● Material for this task
.....

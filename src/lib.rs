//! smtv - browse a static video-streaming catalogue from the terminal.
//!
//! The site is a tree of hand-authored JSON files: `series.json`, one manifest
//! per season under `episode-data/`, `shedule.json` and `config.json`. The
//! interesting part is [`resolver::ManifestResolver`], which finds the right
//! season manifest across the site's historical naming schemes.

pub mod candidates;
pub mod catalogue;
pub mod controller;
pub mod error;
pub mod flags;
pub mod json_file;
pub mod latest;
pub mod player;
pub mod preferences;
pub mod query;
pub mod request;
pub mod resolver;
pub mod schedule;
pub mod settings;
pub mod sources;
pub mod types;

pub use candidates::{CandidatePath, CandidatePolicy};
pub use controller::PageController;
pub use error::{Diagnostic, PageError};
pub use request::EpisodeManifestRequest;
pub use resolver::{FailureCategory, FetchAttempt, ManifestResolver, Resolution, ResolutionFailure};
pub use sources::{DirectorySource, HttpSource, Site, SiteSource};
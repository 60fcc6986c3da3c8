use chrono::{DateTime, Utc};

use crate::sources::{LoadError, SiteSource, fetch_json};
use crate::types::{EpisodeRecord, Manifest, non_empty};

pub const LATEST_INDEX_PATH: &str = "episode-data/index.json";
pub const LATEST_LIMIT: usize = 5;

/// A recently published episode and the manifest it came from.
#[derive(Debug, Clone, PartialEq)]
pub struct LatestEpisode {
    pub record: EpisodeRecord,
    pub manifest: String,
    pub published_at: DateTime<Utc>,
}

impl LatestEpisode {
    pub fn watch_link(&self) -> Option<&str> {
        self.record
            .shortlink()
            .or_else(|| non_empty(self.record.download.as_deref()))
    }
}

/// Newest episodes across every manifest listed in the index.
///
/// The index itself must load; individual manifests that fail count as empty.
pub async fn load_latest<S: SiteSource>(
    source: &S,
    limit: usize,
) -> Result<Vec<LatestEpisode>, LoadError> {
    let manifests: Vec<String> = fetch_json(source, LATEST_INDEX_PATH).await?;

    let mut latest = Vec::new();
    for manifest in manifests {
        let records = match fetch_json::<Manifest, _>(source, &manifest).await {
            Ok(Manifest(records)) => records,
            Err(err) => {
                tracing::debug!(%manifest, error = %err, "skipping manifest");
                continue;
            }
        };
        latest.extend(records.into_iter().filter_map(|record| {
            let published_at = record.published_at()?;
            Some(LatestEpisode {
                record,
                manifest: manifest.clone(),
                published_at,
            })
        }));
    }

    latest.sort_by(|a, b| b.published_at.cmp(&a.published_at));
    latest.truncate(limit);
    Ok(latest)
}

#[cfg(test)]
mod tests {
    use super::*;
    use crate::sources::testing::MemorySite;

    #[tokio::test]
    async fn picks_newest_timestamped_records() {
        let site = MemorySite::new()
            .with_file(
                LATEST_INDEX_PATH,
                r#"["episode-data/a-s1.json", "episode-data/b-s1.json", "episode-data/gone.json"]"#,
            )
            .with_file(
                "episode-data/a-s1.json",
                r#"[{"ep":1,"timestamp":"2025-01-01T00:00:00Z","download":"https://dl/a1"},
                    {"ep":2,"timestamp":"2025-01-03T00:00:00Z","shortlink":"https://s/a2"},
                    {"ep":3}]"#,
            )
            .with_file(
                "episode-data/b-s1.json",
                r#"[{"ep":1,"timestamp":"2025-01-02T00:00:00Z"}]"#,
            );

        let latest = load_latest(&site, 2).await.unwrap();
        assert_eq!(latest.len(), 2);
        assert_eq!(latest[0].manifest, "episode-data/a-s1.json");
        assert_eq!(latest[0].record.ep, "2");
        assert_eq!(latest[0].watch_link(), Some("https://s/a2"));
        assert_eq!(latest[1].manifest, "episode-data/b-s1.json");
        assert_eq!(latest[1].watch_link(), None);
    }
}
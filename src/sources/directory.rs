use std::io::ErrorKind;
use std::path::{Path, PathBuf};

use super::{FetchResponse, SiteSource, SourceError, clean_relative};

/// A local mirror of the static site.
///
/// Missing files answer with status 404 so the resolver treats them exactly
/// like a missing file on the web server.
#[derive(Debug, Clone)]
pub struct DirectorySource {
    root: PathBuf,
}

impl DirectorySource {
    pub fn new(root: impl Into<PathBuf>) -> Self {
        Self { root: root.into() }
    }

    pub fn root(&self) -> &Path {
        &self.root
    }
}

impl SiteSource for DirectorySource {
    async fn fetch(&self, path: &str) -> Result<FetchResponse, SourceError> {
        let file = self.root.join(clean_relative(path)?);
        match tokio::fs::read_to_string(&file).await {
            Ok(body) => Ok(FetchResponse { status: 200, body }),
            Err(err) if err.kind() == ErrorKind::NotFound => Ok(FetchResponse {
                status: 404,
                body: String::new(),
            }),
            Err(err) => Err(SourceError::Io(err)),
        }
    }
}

.....

● What this task involves
Give back the entire listing verbatim.

● Response box
filename src/lib.rs
//! smtv - browse a static video-streaming catalogue from the terminal.
//!
//! The site is a tree of hand-authored JSON files: `series.json`, one manifest
//! per season under `episode-data/`, `shedule.json` and `config.json`. The
//! interesting part is [`resolver::ManifestResolver`], which finds the right
//! season manifest across the site's historical naming schemes.

pub mod candidates;
pub mod catalogue;
pub mod controller;
pub mod error;
pub mod flags;
pub mod json_file;
pub mod latest;
pub mod player;
pub mod preferences;
pub mod query;
pub mod request;
pub mod resolver;
pub mod schedule;
pub mod settings;
pub mod sources;
pub mod types;

pub use candidates::{CandidatePath, CandidatePolicy};
pub use controller::PageController;
pub use error::{Diagnostic, PageError};
pub use request::EpisodeManifestRequest;
pub use resolver::{FailureCategory, FetchAttempt, ManifestResolver, Resolution, ResolutionFailure};
pub use sources::{DirectorySource, HttpSource, Site, SiteSource};
repository 60fcc6986c3da3c8
use chrono::{DateTime, Utc};

use crate::sources::{LoadError, SiteSource, fetch_json};
use crate::types::{EpisodeRecord, Manifest, non_empty};

pub const LATEST_INDEX_PATH: &str = "episode-data/index.json";
pub const LATEST_LIMIT: usize = 5;

/// A recently published episode and the manifest it came from.
#[derive(Debug, Clone, PartialEq)]
pub struct LatestEpisode {
    pub record: EpisodeRecord,
    pub manifest: String,
    pub published_at: DateTime<Utc>,
}

impl LatestEpisode {
    pub fn watch_link(&self) -> Option<&str> {
        self.record
            .shortlink()
            .or_else(|| non_empty(self.record.download.as_deref()))
    }
}

/// Newest episodes across every manifest listed in the index.
///
/// The index itself must load; individual manifests that fail count as empty.
pub async fn load_latest<S: SiteSource>(
    source: &S,
    limit: usize,
) -> Result<Vec<LatestEpisode>, LoadError> {
    let manifests: Vec<String> = fetch_json(source, LATEST_INDEX_PATH).await?;

    let mut latest = Vec::new();
    for manifest in manifests {
        let records = match fetch_json::<Manifest, _>(source, &manifest).await {
            Ok(Manifest(records)) => records,
            Err(err) => {
                tracing::debug!(%manifest, error = %err, "skipping manifest");
                continue;
            }
        };
        latest.extend(records.into_iter().filter_map(|record| {
            let published_at = record.published_at()?;
            Some(LatestEpisode {
                record,
                manifest: manifest.clone(),
                published_at,
            })
        }));
    }

    latest.sort_by(|a, b| b.published_at.cmp(&a.published_at));
    latest.truncate(limit);
    Ok(latest)
}

#[cfg(test)]
mod tests {
    use super::*;
    use crate::sources::testing::MemorySite;

    #[tokio::test]
    async fn picks_newest_timestamped_records() {
        let site = MemorySite::new()
            .with_file(
                LATEST_INDEX_PATH,
                r#"["episode-data/a-s1.json", "episode-data/b-s1.json", "episode-data/gone.json"]"#,
            )
            .with_file(
                "episode-data/a-s1.json",
                r#"[{"ep":1,"timestamp":"2025-01-01T00:00:00Z","download":"https://dl/a1"},
                    {"ep":2,"timestamp":"2025-01-03T00:00:00Z","shortlink":"https://s/a2"},
                    {"ep":3}]"#,
            )
            .with_file(
                "episode-data/b-s1.json",
                r#"[{"ep":1,"timestamp":"2025-01-02T00:00:00Z"}]"#,
            );

        let latest = load_latest(&site, 2).await.unwrap();
        assert_eq!(latest.len(), 2);
        assert_eq!(latest[0].manifest, "episode-data/a-s1.json");
        assert_eq!(latest[0].record.ep, "2");
        assert_eq!(latest[0].watch_link(), Some("https://s/a2"));
        assert_eq!(latest[1].manifest, "episode-data/b-s1.json");
        assert_eq!(latest[1].watch_link(), None);
    }
}
filename src/sources/directory.rs
use std::io::ErrorKind;
use std::path::{Path, PathBuf};

use super::{FetchResponse, SiteSource, SourceError, clean_relative};

/// A local mirror of the static site.
///
/// Missing files answer with status 404 so the resolver treats them exactly
/// like a missing file on the web server.
#[derive(Debug, Clone)]
pub struct DirectorySource {
    root: PathBuf,
}

impl DirectorySource {
    pub fn new(root: impl Into<PathBuf>) -> Self {
        Self { root: root.into() }
    }

    pub fn root(&self) -> &Path {
        &self.root
    }
}

impl SiteSource for DirectorySource {
    async fn fetch(&self, path: &str) -> Result<FetchResponse, SourceError> {
        let file = self.root.join(clean_relative(path)?);
        match tokio::fs::read_to_string(&file).await {
            Ok(body) => Ok(FetchResponse { status: 200, body }),
            Err(err) if err.kind() == ErrorKind::NotFound => Ok(FetchResponse {
                status: 404,
                body: String::new(),
            }),
            Err(err) => Err(SourceError::Io(err)),
        }
    }
}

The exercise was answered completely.